Cette grosse tasse est devenue un accessoire que certains collectionnent en différents coloris, remettant en cause sa soi-disant fonction première : préserver l’environnement.
Il s’agit d’une énorme tasse de 1,2 litre en plastique dotée d’une paille intégrée et d’une anse imposante, se déclinant en une multitude de couleurs. La chose baptisée « Stanley’s Quencher » coûte entre trente et cinquante euros, et elle est devenue un phénomène viral sur TikTok. Elle aurait été l’un des objets les plus plébiscitées des « hauls » TikTok post-Noël (ces vidéos où l’on déballe des colis) chez la Génération Z, note Casey Lewis, spécialiste des tendances de consommation chez les plus jeunes. Une collection capsule avec Starbucks a créé des scènes de chaos dignes du Black Friday chez la chaîne de supermarché Target. Des influenceurs et influenceuses collectionnent les cups pour les assortir à leurs tenus et vernis à ongles. Aux États-Unis, l’objet susciterait tellement de convoitise qu’il serait une sorte de marqueur social, à l’origine de moqueries à l’école, note Business Insider.
Dites merci au monsieur de Crocs
Cette hystérie collective permet à Stanley, l’enseigne centenaire à l’origine de ce gros gobelet, d’engendrer un chiffre d’affaires record.
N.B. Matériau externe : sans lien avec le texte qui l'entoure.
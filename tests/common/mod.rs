#![allow(dead_code)]

use async_trait::async_trait;
use build_runner::core::{BuildRequest, BuildTrigger, LogSource, LogStream};
use build_runner::{Result, RunnerError};
use std::collections::VecDeque;
use std::sync::{Arc, Mutex};
use tokio::sync::mpsc::{self, UnboundedReceiver, UnboundedSender};

pub type LineSender = UnboundedSender<Result<String>>;

pub struct ChannelStream {
    rx: UnboundedReceiver<Result<String>>,
}

#[async_trait]
impl LogStream for ChannelStream {
    async fn next_line(&mut self) -> Option<Result<String>> {
        self.rx.recv().await
    }
}

enum Scripted {
    Stream(UnboundedReceiver<Result<String>>),
    Refuse(String),
}

/// Log source whose connections are fed by the test through channels.
/// Dropping the sender ends the stream.
#[derive(Default)]
pub struct ScriptedSource {
    scripted: Mutex<VecDeque<Scripted>>,
    opened: Mutex<Vec<BuildRequest>>,
}

impl ScriptedSource {
    pub fn new() -> Arc<Self> {
        Arc::new(Self::default())
    }

    pub fn expect_stream(&self) -> LineSender {
        let (tx, rx) = mpsc::unbounded_channel();
        self.scripted.lock().unwrap().push_back(Scripted::Stream(rx));
        tx
    }

    pub fn expect_refusal(&self, message: &str) {
        self.scripted
            .lock()
            .unwrap()
            .push_back(Scripted::Refuse(message.to_string()));
    }

    pub fn opened(&self) -> Vec<BuildRequest> {
        self.opened.lock().unwrap().clone()
    }
}

#[async_trait]
impl LogSource for ScriptedSource {
    async fn open(&self, request: &BuildRequest) -> Result<Box<dyn LogStream>> {
        self.opened.lock().unwrap().push(request.clone());
        let next = self.scripted.lock().unwrap().pop_front();
        match next {
            Some(Scripted::Stream(rx)) => Ok(Box::new(ChannelStream { rx })),
            Some(Scripted::Refuse(message)) => Err(RunnerError::stream(message)),
            None => Err(RunnerError::stream("no stream scripted")),
        }
    }
}

#[derive(Default)]
pub struct RecordingTrigger {
    requests: Mutex<Vec<BuildRequest>>,
    failure: Option<String>,
}

impl RecordingTrigger {
    pub fn new() -> Arc<Self> {
        Arc::new(Self::default())
    }

    pub fn failing(message: &str) -> Arc<Self> {
        Arc::new(Self {
            requests: Mutex::new(Vec::new()),
            failure: Some(message.to_string()),
        })
    }

    pub fn requests(&self) -> Vec<BuildRequest> {
        self.requests.lock().unwrap().clone()
    }
}

#[async_trait]
impl BuildTrigger for RecordingTrigger {
    async fn trigger(&self, request: &BuildRequest) -> Result<()> {
        self.requests.lock().unwrap().push(request.clone());
        match &self.failure {
            Some(message) => Err(RunnerError::TriggerError {
                message: message.clone(),
            }),
            None => Ok(()),
        }
    }
}

/// Trigger whose request is delivered but never answered.
#[derive(Default)]
pub struct SilentTrigger {
    requests: Mutex<Vec<BuildRequest>>,
}

impl SilentTrigger {
    pub fn new() -> Arc<Self> {
        Arc::new(Self::default())
    }

    pub fn requests(&self) -> Vec<BuildRequest> {
        self.requests.lock().unwrap().clone()
    }
}

#[async_trait]
impl BuildTrigger for SilentTrigger {
    async fn trigger(&self, request: &BuildRequest) -> Result<()> {
        self.requests.lock().unwrap().push(request.clone());
        std::future::pending().await
    }
}
use crate::domain::ports::Storage;
use crate::utils::error::Result;
use std::path::Path;

#[derive(Debug, Clone)]
pub struct LocalStorage {
    base_path: String,
}

impl LocalStorage {
    pub fn new(base_path: impl Into<String>) -> Self {
        Self {
            base_path: base_path.into(),
        }
    }
}

impl Storage for LocalStorage {
    async fn write_file(&self, path: &str, data: &[u8]) -> Result<String> {
        let full_path = Path::new(&self.base_path).join(path);

        if let Some(parent) = full_path.parent() {
            tokio::fs::create_dir_all(parent).await?;
        }

        tokio::fs::write(&full_path, data).await?;
        Ok(full_path.display().to_string())
    }
}

#[cfg(test)]
mod tests {
    use super::*;
    use tempfile::TempDir;

    #[tokio::test]
    async fn test_write_creates_missing_directories() {
        let temp_dir = TempDir::new().unwrap();
        let base = temp_dir.path().join("nested/logs");
        let storage = LocalStorage::new(base.to_str().unwrap());

        let written = storage.write_file("build-log.txt", b"a\nb").await.unwrap();

        assert_eq!(std::path::PathBuf::from(&written), base.join("build-log.txt"));
        assert_eq!(std::fs::read(base.join("build-log.txt")).unwrap(), b"a\nb");
    }
}
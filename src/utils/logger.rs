use tracing_subscriber::{layer::SubscriberExt, util::SubscriberInitExt, EnvFilter};

fn default_filter(verbose: bool) -> EnvFilter {
    EnvFilter::try_from_default_env().unwrap_or_else(|_| {
        if verbose {
            EnvFilter::new("build_runner=debug,info")
        } else {
            EnvFilter::new("build_runner=info")
        }
    })
}

/// 終端機輸出；stdout 保留給日誌檢視器，所以診斷訊息寫到 stderr
pub fn init_cli_logger(verbose: bool) {
    tracing_subscriber::registry()
        .with(default_filter(verbose))
        .with(
            tracing_subscriber::fmt::layer()
                .with_writer(std::io::stderr)
                .with_target(false)
                .with_thread_ids(false)
                .with_file(false)
                .with_line_number(false)
                .compact(),
        )
        .init();
}

pub fn init_json_logger(verbose: bool) {
    tracing_subscriber::registry()
        .with(default_filter(verbose))
        .with(
            tracing_subscriber::fmt::layer()
                .with_writer(std::io::stderr)
                .with_target(false)
                .with_thread_ids(false)
                .with_file(false)
                .with_line_number(false)
                .json(),
        )
        .init();
}
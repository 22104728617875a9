use crate::core::state::ViewState;
use crate::domain::model::{LogBuffer, Rgb, Theme, EXPORT_FILENAME};
use crate::domain::ports::Storage;
use crate::utils::error::{Result, RunnerError};

pub const TITLE: &str = "⚙️ Git Build Runner";
pub const PROGRESS_INDICATOR: &str = "⏳ Running build...";

#[derive(Debug, Clone, Copy, PartialEq, Eq)]
pub enum LineKind {
    Log,
    Indicator,
}

#[derive(Debug, Clone, PartialEq, Eq)]
pub struct RenderedLine {
    pub text: String,
    pub kind: LineKind,
}

impl RenderedLine {
    pub fn log(text: impl Into<String>) -> Self {
        Self {
            text: text.into(),
            kind: LineKind::Log,
        }
    }
}

/// Rows occupied on the terminal by the last drawn frame.
#[derive(Debug, Default)]
pub struct Frame {
    rows: usize,
}

impl Frame {
    pub fn rows(&self) -> usize {
        self.rows
    }
}

/// Fixed-height log region that follows the tail of the buffer.
#[derive(Debug, Clone)]
pub struct LogViewer {
    height: usize,
    color: bool,
}

impl LogViewer {
    pub fn new(height: usize, color: bool) -> Self {
        Self {
            height: height.max(1),
            color,
        }
    }

    pub fn height(&self) -> usize {
        self.height
    }

    pub fn render(&self, state: &ViewState) -> Vec<RenderedLine> {
        let lines = state.buffer().lines();
        let start = lines.len().saturating_sub(self.height);

        let mut rendered: Vec<RenderedLine> = lines[start..]
            .iter()
            .map(|line| RenderedLine::log(line.as_str()))
            .collect();

        // 指示行只在畫面上，不進入 buffer
        if state.in_progress() {
            rendered.push(RenderedLine {
                text: PROGRESS_INDICATOR.to_string(),
                kind: LineKind::Indicator,
            });
        }
        rendered
    }

    pub fn paint(&self, line: &RenderedLine, theme: Theme) -> String {
        let palette = theme.palette();
        let color = match line.kind {
            LineKind::Log => palette.log_foreground,
            LineKind::Indicator => palette.indicator,
        };
        self.colorize(&line.text, color)
    }

    /// Repaints the log region in place: moves the cursor back over the rows
    /// of the previous frame, clears them and draws the current render.
    pub fn redraw(&self, state: &ViewState, frame: &mut Frame) -> String {
        let mut out = String::new();
        if frame.rows > 0 {
            out.push_str(&format!("\x1b[{}A\x1b[0J", frame.rows));
        }

        let rendered = self.render(state);
        for line in &rendered {
            out.push_str(&self.paint(line, state.theme()));
            out.push('\n');
        }
        frame.rows = rendered.len();
        out
    }

    pub fn header(&self, theme: Theme) -> String {
        self.colorize(TITLE, theme.palette().foreground)
    }

    fn colorize(&self, text: &str, Rgb(r, g, b): Rgb) -> String {
        if self.color {
            format!("\x1b[38;2;{};{};{}m{}\x1b[0m", r, g, b, text)
        } else {
            text.to_string()
        }
    }
}

/// Writes the log as `build-log.txt`. Export is disabled while the buffer is
/// empty.
pub async fn export_log<S: Storage>(storage: &S, buffer: &LogBuffer) -> Result<String> {
    if buffer.is_empty() {
        return Err(RunnerError::ExportUnavailable);
    }

    let content = buffer.export();
    tracing::debug!("Exporting {} log lines ({} bytes)", buffer.len(), content.len());
    let path = storage.write_file(EXPORT_FILENAME, content.as_bytes()).await?;
    tracing::info!("📥 Build log saved to {}", path);
    Ok(path)
}
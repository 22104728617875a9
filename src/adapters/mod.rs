// Adapters layer: concrete implementations of the domain ports (HTTP build server, local files).

pub mod http;
pub mod storage;
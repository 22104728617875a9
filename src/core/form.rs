use crate::domain::model::{BuildRequest, FormMode};
use crate::utils::error::Result;
use crate::utils::validation::{validate_github_repo_url, validate_non_empty_string};

pub const REPO_URL_FIELD: &str = "repoUrl";
pub const SERVICE_FIELD: &str = "service";
pub const BUILD_FIELD: &str = "build";

/// The build form. Field set and validation rules depend on `mode`.
#[derive(Debug, Clone, Default, PartialEq, Eq)]
pub struct InputForm {
    mode: FormMode,
    pub repo_url: String,
    pub service: String,
    pub build: String,
}

impl InputForm {
    pub fn new(mode: FormMode) -> Self {
        Self {
            mode,
            ..Self::default()
        }
    }

    pub fn strict(repo_url: impl Into<String>) -> Self {
        Self {
            repo_url: repo_url.into(),
            ..Self::new(FormMode::Strict)
        }
    }

    pub fn multi_field(
        repo_url: impl Into<String>,
        service: impl Into<String>,
        build: impl Into<String>,
    ) -> Self {
        Self {
            mode: FormMode::MultiField,
            repo_url: repo_url.into(),
            service: service.into(),
            build: build.into(),
        }
    }

    pub fn mode(&self) -> FormMode {
        self.mode
    }

    /// Whether the submit control is enabled.
    pub fn can_submit(&self, in_progress: bool) -> bool {
        !in_progress && !self.repo_url.trim().is_empty()
    }

    pub fn submit(&self) -> Result<BuildRequest> {
        match self.mode {
            FormMode::Strict => {
                validate_github_repo_url(REPO_URL_FIELD, &self.repo_url)?;
                Ok(BuildRequest {
                    mode: self.mode,
                    repository_url: self.repo_url.clone(),
                    service_name: None,
                    build_tool: None,
                })
            }
            FormMode::MultiField => {
                validate_non_empty_string(REPO_URL_FIELD, &self.repo_url)?;
                validate_non_empty_string(SERVICE_FIELD, &self.service)?;
                validate_non_empty_string(BUILD_FIELD, &self.build)?;
                Ok(BuildRequest {
                    mode: self.mode,
                    repository_url: self.repo_url.trim().to_string(),
                    service_name: Some(self.service.trim().to_string()),
                    build_tool: Some(self.build.trim().to_string()),
                })
            }
        }
    }
}
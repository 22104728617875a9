use crate::domain::model::{FormMode, Theme};
use crate::utils::error::{Result, RunnerError};
use regex::Regex;
use serde::{Deserialize, Serialize};
use std::path::Path;

#[derive(Debug, Clone, Default, Serialize, Deserialize)]
#[serde(default)]
pub struct TomlConfig {
    pub server: ServerConfig,
    pub endpoints: EndpointsConfig,
    pub form: FormConfig,
    pub viewer: ViewerConfig,
}

#[derive(Debug, Clone, Default, Serialize, Deserialize)]
#[serde(default)]
pub struct ServerConfig {
    pub base_url: Option<String>,
}

#[derive(Debug, Clone, Default, Serialize, Deserialize)]
#[serde(default)]
pub struct EndpointsConfig {
    pub trigger: Option<String>,
    pub logs: Option<String>,
    pub run: Option<String>,
}

#[derive(Debug, Clone, Default, Serialize, Deserialize)]
#[serde(default)]
pub struct FormConfig {
    pub mode: Option<FormMode>,
}

#[derive(Debug, Clone, Default, Serialize, Deserialize)]
#[serde(default)]
pub struct ViewerConfig {
    pub theme: Option<Theme>,
    pub height: Option<usize>,
    pub color: Option<bool>,
    pub export_dir: Option<String>,
}

impl TomlConfig {
    /// 從 TOML 檔案載入配置
    pub fn from_file<P: AsRef<Path>>(path: P) -> Result<Self> {
        let content = std::fs::read_to_string(&path)?;
        Self::from_toml_str(&content)
    }

    /// 從 TOML 字串解析配置
    pub fn from_toml_str(content: &str) -> Result<Self> {
        let processed_content = Self::substitute_env_vars(content)?;

        toml::from_str(&processed_content).map_err(|e| RunnerError::ConfigError {
            message: format!("TOML parsing error: {}", e),
        })
    }

    /// 替換環境變數 (例如 ${BUILD_SERVER_URL})；未設定的變數保持原樣
    fn substitute_env_vars(content: &str) -> Result<String> {
        let re = Regex::new(r"\$\{([^}]+)\}").map_err(|e| RunnerError::ConfigError {
            message: format!("Invalid substitution pattern: {}", e),
        })?;

        let result = re.replace_all(content, |caps: &regex::Captures| {
            let var_name = &caps[1];
            std::env::var(var_name).unwrap_or_else(|_| format!("${{{}}}", var_name))
        });

        Ok(result.to_string())
    }
}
L’entreprise de Seattle est parvenue à hisser ses revenus annuels à 750 millions de dollars, contre 70 millions de dollars avant 2020, rapporte CNBC. Stanley a réussi à rendre son produit banal désirable en jouant sur la rareté, via des collections capsules limitées. La Stanley cup existe depuis 2016, mais ce n’est qu’à partir de 2019 que son destin change. Cette année-là, l’entreprise nomme Terence Reilly en tant que nouveau président. Le dirigeant est passé par Crocs, donc rendre désirable des produits a priori peu esthétiques, il sait faire. Pour booster la popularité de la tasse, il noue un partenariat avec The Buy Guide, un blog tenu par Ashlee LeSueur, une femme particulièrement fan des Stanley Cups. C’est lui qui initie aussi des partenariats avec des marques, et le lancement de collection capsule, fort de sa culture des ventes « drop » et de l’« influence », obtenue chez Crocs.
Évidemment, la Stanley Cup, comme tout produit viral, est déjà victime d’un backlash. Dans un article pour The Guardian, la journaliste Alaina Demoupolos, s’appuyant sur les propos de JB MacKinnon, un journaliste spécialiste de la surconsommation (auteur de The Day The World Stops Shopping), compare la Stanley Cup au Tote Bag (ce sac en toile qui encombre désormais nos appartements). Les deux objets suivent la même courbe, dit-elle. D’abord ils sont vendus comme des moyens d’éviter le jetable, et donc d’adopter une consommation plus durable, la demande s’enflamme, la production suit, et les gens finissent par surconsommer ce produit, annulant quelque peu son effet potentiellement bénéfique pour la planète.
« Il y a 15 ans, tout le monde était censé acheter une bouteille d'eau réutilisable et l'emporter dans la tombe, explique MacKinnon. Mais aujourd'hui, le style de ces bouteilles change constamment et les gens entrent dans un cycle de remplacement constant.» L’une des acheteuses de la collection Stanley x Starbucks confie au Guardian ne pas vouloir sortir sa cup de son emballage. « C’est un produit qui a tellement de valeur. » Allez hop au placard, avec vos vieux tote bags.